[Directions] Your answer should be an exact copy of the listing.
---------- Provided data ----------
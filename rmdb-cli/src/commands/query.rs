use owo_colors::OwoColorize;
use owo_colors::Stream::Stdout;

use crate::CliError;
use crate::cli_types::QueryKind;
use crate::settings::Settings;

use super::{open_existing_database, or_dash};

pub(crate) fn run_query(settings: &Settings, query: QueryKind) -> Result<(), CliError> {
    let Some(conn) = open_existing_database(settings)? else {
        return Ok(());
    };
    let failed = |e: rmdb_db::OperationError| CliError::database(format!("Query failed: {}", e));

    match query {
        QueryKind::OrphanCharacters => {
            let rows = rmdb_db::characters_without_episodes(&conn).map_err(failed)?;
            log::info!(
                "{}",
                "Characters without episodes".if_supports_color(Stdout, |t| t.bold()),
            );
            for c in &rows {
                log::info!("  {:>5}  {}", c.id, c.name);
            }
            log::info!("  ({} total)", rows.len());
        }
        QueryKind::OrphanLocations => {
            let rows = rmdb_db::locations_without_characters(&conn).map_err(failed)?;
            log::info!(
                "{}",
                "Locations without characters".if_supports_color(Stdout, |t| t.bold()),
            );
            for l in &rows {
                log::info!("  {:>5}  {:<36} {}", l.id, l.name, or_dash(&l.dimension));
            }
            log::info!("  ({} total)", rows.len());
        }
        QueryKind::BusiestEpisode => match rmdb_db::episode_with_most_characters(&conn)
            .map_err(failed)?
        {
            Some((episode, characters)) => {
                log::info!(
                    "{} {} ({}, aired {}): {} characters",
                    episode.episode_code.if_supports_color(Stdout, |t| t.cyan()),
                    episode.name.if_supports_color(Stdout, |t| t.bold()),
                    episode.id,
                    episode.air_date,
                    characters,
                );
            }
            None => log::info!("No episodes in the database."),
        },
    }

    Ok(())
}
----------
[Response to the exercise]
filename rmdb-cli/src/commands/query.rs
use owo_colors::OwoColorize;
use owo_colors::Stream::Stdout;

use crate::CliError;
use crate::cli_types::QueryKind;
use crate::settings::Settings;

use super::{open_existing_database, or_dash};

pub(crate) fn run_query(settings: &Settings, query: QueryKind) -> Result<(), CliError> {
    let Some(conn) = open_existing_database(settings)? else {
        return Ok(());
    };
    let failed = |e: rmdb_db::OperationError| CliError::database(format!("Query failed: {}", e));

    match query {
        QueryKind::OrphanCharacters => {
            let rows = rmdb_db::characters_without_episodes(&conn).map_err(failed)?;
            log::info!(
                "{}",
                "Characters without episodes".if_supports_color(Stdout, |t| t.bold()),
            );
            for c in &rows {
                log::info!("  {:>5}  {}", c.id, c.name);
            }
            log::info!("  ({} total)", rows.len());
        }
        QueryKind::OrphanLocations => {
            let rows = rmdb_db::locations_without_characters(&conn).map_err(failed)?;
            log::info!(
                "{}",
                "Locations without characters".if_supports_color(Stdout, |t| t.bold()),
            );
            for l in &rows {
                log::info!("  {:>5}  {:<36} {}", l.id, l.name, or_dash(&l.dimension));
            }
            log::info!("  ({} total)", rows.len());
        }
        QueryKind::BusiestEpisode => match rmdb_db::episode_with_most_characters(&conn)
            .map_err(failed)?
        {
            Some((episode, characters)) => {
                log::info!(
                    "{} {} ({}, aired {}): {} characters",
                    episode.episode_code.if_supports_color(Stdout, |t| t.cyan()),
                    episode.name.if_supports_color(Stdout, |t| t.bold()),
                    episode.id,
                    episode.air_date,
                    characters,
                );
            }
            None => log::info!("No episodes in the database."),
        },
    }

    Ok(())
}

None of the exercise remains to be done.